Opinion
4:22-CV-00571-MDH
09-28-2023
ORDER
DOUGLAS HARPOOL UNITED STATES DISTRICT JUDGE
Before the Court is Plaintiff Penelope McMellen (“Plaintiff's”) appeal of Defendant Social Security Administration Commissioner's (“Defendant's”) denial of her application for child's insurance benefits and supplemental security income under Titles II and XVI of the Social Security Act (“the Act”). Plaintiff exhausted her administrative remedies, and the matter is now ripe for judicial review. After carefully reviewing the record, the Court finds that the administrative law judge's (ALJ's) decision is supported by substantial evidence and is therefore AFFIRMED.
BACKGROUND
Plaintiff filed her application for child's insurance benefits based on disability on February 1, 2019 and her application for supplemental security income benefits on January 7, 2019. In both, Plaintiff alleged a disability onset date beginning September 13, 1996, though this date was amended to June 18, 2017. (Tr. 14). Plaintiff alleged disability based on a variety of mental health conditions. Plaintiff's applications were initially denied and Plaintiff sought a hearing with the ALJ, which occurred on August 11, 2021 and again on November 17, 2021. The ALJ issued her opinion on December 28, 2021, finding that Plaintiff is not disabled for purposes of the Act. Specifically, the ALJ found that Plaintiff has the severe impairments of borderline intellectual functioning, psychotic disorder, personality disorder, and depressive disorder. (Tr. 17). The ALJ also found that Plaintiff has the residual functioning capacity (RFC) to perform a full range of work at all exertional levels with some additional non-exertional limitations. (Tr. 19-20). The ALJ also found Plaintiff is able to perform the duties of a variety of specific jobs, like laundry worker, cleaner, and garment sorter, which exist in sufficient numbers in the national economy. (Tr. 23). Plaintiff then sought review from the Appeals Council, which was denied. (Tr. 1). The ALJ's decision is accordingly the final decision of the Commissioner, over which this Court has judicial review. See 42 U.S.C. §§ 405(g) and 1383(c)(3).

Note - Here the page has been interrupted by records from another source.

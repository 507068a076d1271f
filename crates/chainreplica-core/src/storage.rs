//! Storage collaborator trait.
//!
//! A [`Database`] receives replicated records, persists namespace manager
//! checkpoints, and carries the control channel over which consumers
//! subscribe to and unsubscribe from namespaces.
//!
//! Implementations live in `chainreplica-storage` (`InMemoryDatabase`,
//! `SqliteDatabase`).

use async_trait::async_trait;
use tokio::sync::mpsc;

use crate::error::ReplicaError;
use crate::namespace::Namespace;
use crate::types::DataId;

/// Receiving end of the control channel: raw, unparsed control payloads.
pub type ControlReceiver = mpsc::UnboundedReceiver<String>;

#[async_trait]
pub trait Database: Send + Sync {
    /// Check that the backend is reachable.
    async fn ping(&self) -> Result<(), ReplicaError>;

    /// Store one record. Ids are unique per namespace; other namespaces may
    /// reuse the same ids.
    async fn store_data(&self, namespace: Namespace, id: DataId, data: &[u8]) -> Result<(), ReplicaError>;

    /// Remove one record.
    async fn delete_data(&self, namespace: Namespace, id: DataId) -> Result<(), ReplicaError>;

    /// Save (upsert) a namespace manager checkpoint.
    async fn save_manager(&self, namespace: Namespace, checkpoint: &[u8]) -> Result<(), ReplicaError>;

    /// Load every persisted checkpoint.
    async fn load_managers(&self) -> Result<Vec<(Namespace, Vec<u8>)>, ReplicaError>;

    /// Remove a checkpoint after its namespace is unsubscribed.
    async fn delete_manager(&self, namespace: Namespace) -> Result<(), ReplicaError>;

    /// Start delivering control payloads. The receiver closes when
    /// [`Database::unsubscribe_control`] is called or the backend shuts down.
    async fn subscribe_control(&self) -> Result<ControlReceiver, ReplicaError>;

    async fn unsubscribe_control(&self) -> Result<(), ReplicaError>;

    /// Close the connection.
    async fn close(&self) -> Result<(), ReplicaError>;
}
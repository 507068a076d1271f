//! Block buffer: a fixed-size ring of recently applied blocks.
//!
//! The capacity equals the chain's maturity delay, so the buffer holds
//! exactly the blocks that could still be reverted. A block leaves the buffer
//! either by being evicted by a newer push (it is now mature) or by being
//! popped when the chain tip is reverted.

use borsh::{BorshDeserialize, BorshSerialize};

use crate::types::{Block, BlockId, ConsensusChangeId, DataId};

/// One buffered block.
#[derive(Debug, Clone, PartialEq, Eq, BorshSerialize, BorshDeserialize)]
pub struct BlockFrame {
    pub block: Block,
    /// Consensus change in which the block was received.
    pub change_id: ConsensusChangeId,
    /// Counter value assigned to the block's first record.
    pub data_id: DataId,
}

impl BlockFrame {
    pub fn new(block: Block, change_id: ConsensusChangeId, data_id: DataId) -> Self {
        Self {
            block,
            change_id,
            data_id,
        }
    }
}

/// Ring buffer of [`BlockFrame`]s.
///
/// Pushes are FIFO once the buffer is full (the oldest frame is evicted),
/// pops are LIFO (always the newest frame).
#[derive(Debug)]
pub struct BlockBuffer {
    slots: Vec<Option<BlockFrame>>,
    /// Slot of the newest frame; `None` until the first push.
    head: Option<usize>,
    count: usize,
}

impl BlockBuffer {
    /// Create a buffer with `size` slots.
    ///
    /// # Panics
    /// If `size` is zero.
    pub fn new(size: usize) -> Self {
        assert!(size > 0, "trying to create an invalid sized block buffer");
        Self {
            slots: (0..size).map(|_| None).collect(),
            head: None,
            count: 0,
        }
    }

    /// Push a frame. If the buffer is full the oldest frame is evicted and
    /// returned.
    ///
    /// # Panics
    /// If the buffer reports full but the slot being overwritten is empty.
    pub fn push(&mut self, frame: BlockFrame) -> Option<BlockFrame> {
        let size = self.capacity();
        let head = self.head.map_or(0, |h| (h + 1) % size);
        self.head = Some(head);

        let evicted = if self.count == size {
            let oldest = self.slots[head].take();
            if oldest.is_none() {
                panic!("block buffer should be full but found an empty slot at {head}");
            }
            oldest
        } else {
            self.count += 1;
            None
        };
        self.slots[head] = Some(frame);
        evicted
    }

    /// Pop the newest frame, which must hold the block `expected`.
    ///
    /// Returns `None` if the buffer is empty.
    ///
    /// # Panics
    /// If the newest frame holds a different block. Reverts always target
    /// the chain tip, so a mismatch means the delivery order was violated.
    pub fn pop(&mut self, expected: &BlockId) -> Option<BlockFrame> {
        if self.count == 0 {
            return None;
        }
        let size = self.capacity();
        let head = self.head?;
        let frame = match self.slots[head].take() {
            Some(frame) if frame.block.id == *expected => frame,
            Some(frame) => panic!(
                "trying to pop block {expected} from a block buffer whose head is {}",
                frame.block.id
            ),
            None => panic!("block buffer holds {} frames but its head is empty", self.count),
        };
        self.head = Some((head + size - 1) % size);
        self.count -= 1;
        Some(frame)
    }

    pub fn capacity(&self) -> usize {
        self.slots.len()
    }

    pub fn len(&self) -> usize {
        self.count
    }

    pub fn is_empty(&self) -> bool {
        self.count == 0
    }

    /// Buffered frames, oldest first.
    pub fn frames(&self) -> impl Iterator<Item = &BlockFrame> + '_ {
        let size = self.capacity();
        let newest = self.head.unwrap_or(0);
        let oldest = (newest + size + 1 - self.count) % size;
        (0..self.count).filter_map(move |i| self.slots[(oldest + i) % size].as_ref())
    }
}
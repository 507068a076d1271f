//! Tracing / logging initialisation.

use std::collections::HashMap;
use std::fs::{self, OpenOptions};
use std::path::Path;
use std::sync::Mutex;

use serde::{Deserialize, Serialize};
use tracing_subscriber::{fmt, layer::SubscriberExt, util::SubscriberInitExt, EnvFilter, Layer};

use crate::error::ReplicaError;

/// Name of the log file written inside the persistence directory.
pub const LOG_FILE: &str = "datastore.log";

/// Log level per component.
#[derive(Debug, Clone, Serialize, Deserialize)]
pub struct LogConfig {
    /// Global default level: "trace" | "debug" | "info" | "warn" | "error"
    #[serde(default = "default_level")]
    pub level: String,
    /// Override per component: component_name → level
    #[serde(default)]
    pub components: HashMap<String, String>,
    /// Emit JSON structured logs (true) or human-readable text (false)
    #[serde(default)]
    pub json: bool,
    /// Also write logs to `datastore.log` in the persistence directory
    #[serde(default = "bool_true")]
    pub file: bool,
}

fn default_level() -> String {
    "info".to_string()
}

fn bool_true() -> bool {
    true
}

impl Default for LogConfig {
    fn default() -> Self {
        Self {
            level: default_level(),
            components: HashMap::new(),
            json: false,
            file: true,
        }
    }
}

impl LogConfig {
    /// Filter directives, e.g. `"info,chainreplica_core=debug"`.
    pub fn directives(&self) -> String {
        let mut directives = self.level.clone();
        let mut components: Vec<_> = self.components.iter().collect();
        components.sort();
        for (component, level) in components {
            directives.push_str(&format!(",{}={}", component.replace('-', "_"), level));
        }
        directives
    }
}

/// Install the global tracing subscriber: stderr, plus a log file in
/// `persist_dir` when given and enabled.
///
/// Only the first call in a process installs anything; later calls return
/// `Ok(false)`.
pub fn init_tracing(config: &LogConfig, persist_dir: Option<&Path>) -> Result<bool, ReplicaError> {
    let filter = EnvFilter::try_new(config.directives()).unwrap_or_else(|_| EnvFilter::new("info"));

    let file_layer = match persist_dir.filter(|_| config.file) {
        Some(dir) => {
            fs::create_dir_all(dir)?;
            let file = OpenOptions::new()
                .create(true)
                .append(true)
                .open(dir.join(LOG_FILE))?;
            Some(
                fmt::layer()
                    .with_ansi(false)
                    .with_writer(Mutex::new(file))
                    .boxed(),
            )
        }
        None => None,
    };

    let stderr_layer = if config.json {
        fmt::layer().json().with_writer(std::io::stderr).boxed()
    } else {
        fmt::layer().with_writer(std::io::stderr).boxed()
    };

    Ok(tracing_subscriber::registry()
        .with(filter)
        .with(stderr_layer)
        .with(file_layer)
        .try_init()
        .is_ok())
}
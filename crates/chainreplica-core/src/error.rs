//! Error types for the replication pipeline.

use thiserror::Error;

/// Errors that can occur while replicating chain data.
#[derive(Debug, Error)]
pub enum ReplicaError {
    #[error("Invalid configuration: {0}")]
    Config(String),

    #[error("datastore cannot use a missing consensus set")]
    MissingConsensus,

    #[error("datastore cannot use a missing database")]
    MissingStorage,

    #[error("Storage error: {0}")]
    Storage(String),

    #[error("Consensus error: {0}")]
    Consensus(String),

    #[error("Namespace identifier must be {expected} bytes, got {actual}")]
    InvalidNamespaceLength { expected: usize, actual: usize },

    #[error("Failed to decode checkpoint: {0}")]
    Decode(String),

    #[error("I/O error: {0}")]
    Io(#[from] std::io::Error),

    #[error("{0}")]
    Other(String),
}

impl ReplicaError {
    /// Returns `true` if the error came from the storage collaborator.
    pub fn is_storage(&self) -> bool {
        matches!(self, Self::Storage(_))
    }
}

Plaintiff seeks this Court's review on two issues. First, Plaintiff contends that the ALJ improperly dismissed the opinion of consulting psychologist John Keough by failing to sufficiently discuss the factors of consistency and supportability, as required by regulation. Second, Plaintiff argues that the ALJ further erred when she found Dr. Bucklew's opinion persuasive, but failed to explain why the ALJ's mental RFC diverged from some limitations identified by Dr. Bucklew. In response, Defendant generally argues that substantial evidence supports the ALJ's decision.
STANDARD
Judicial review of the Commissioner's decision is a limited inquiry into whether substantial evidence supports the findings of the Commissioner and whether the correct legal standards were applied. See 42 U.S.C. §§ 405(g), 1383(c)(1)(B)(ii)(3). Substantial evidence is less than a preponderance of the evidence and requires enough evidence to allow a reasonable person to find adequate support for the Commissioner's conclusion. Richardson v. Perales, 402 U.S. 389, 401 (1971); Freeman v. Apfel, 208 F.3d 687, 690 (8th Cir. 2000). This standard requires a court to consider both the evidence that supports the Commissioner's decision and the evidence that detracts from it. Finch v. Astrue, 547 F.3d 933, 935 (8th Cir. 2008). That the reviewing court would come to a different conclusion is not a sufficient basis for reversal. Wiese v. Astrue, 552 F.3d 728, 730 (8th Cir. 2009). Rather, “[i]f, after review, we find it possible to draw two inconsistent positions from the evidence and one of those positions represents the Commissioner's findings, we must affirm the denial of benefits.” Id. (quoting Mapes v. Chater, 82 F.3d 259, 262 (8th Cir. 1996)).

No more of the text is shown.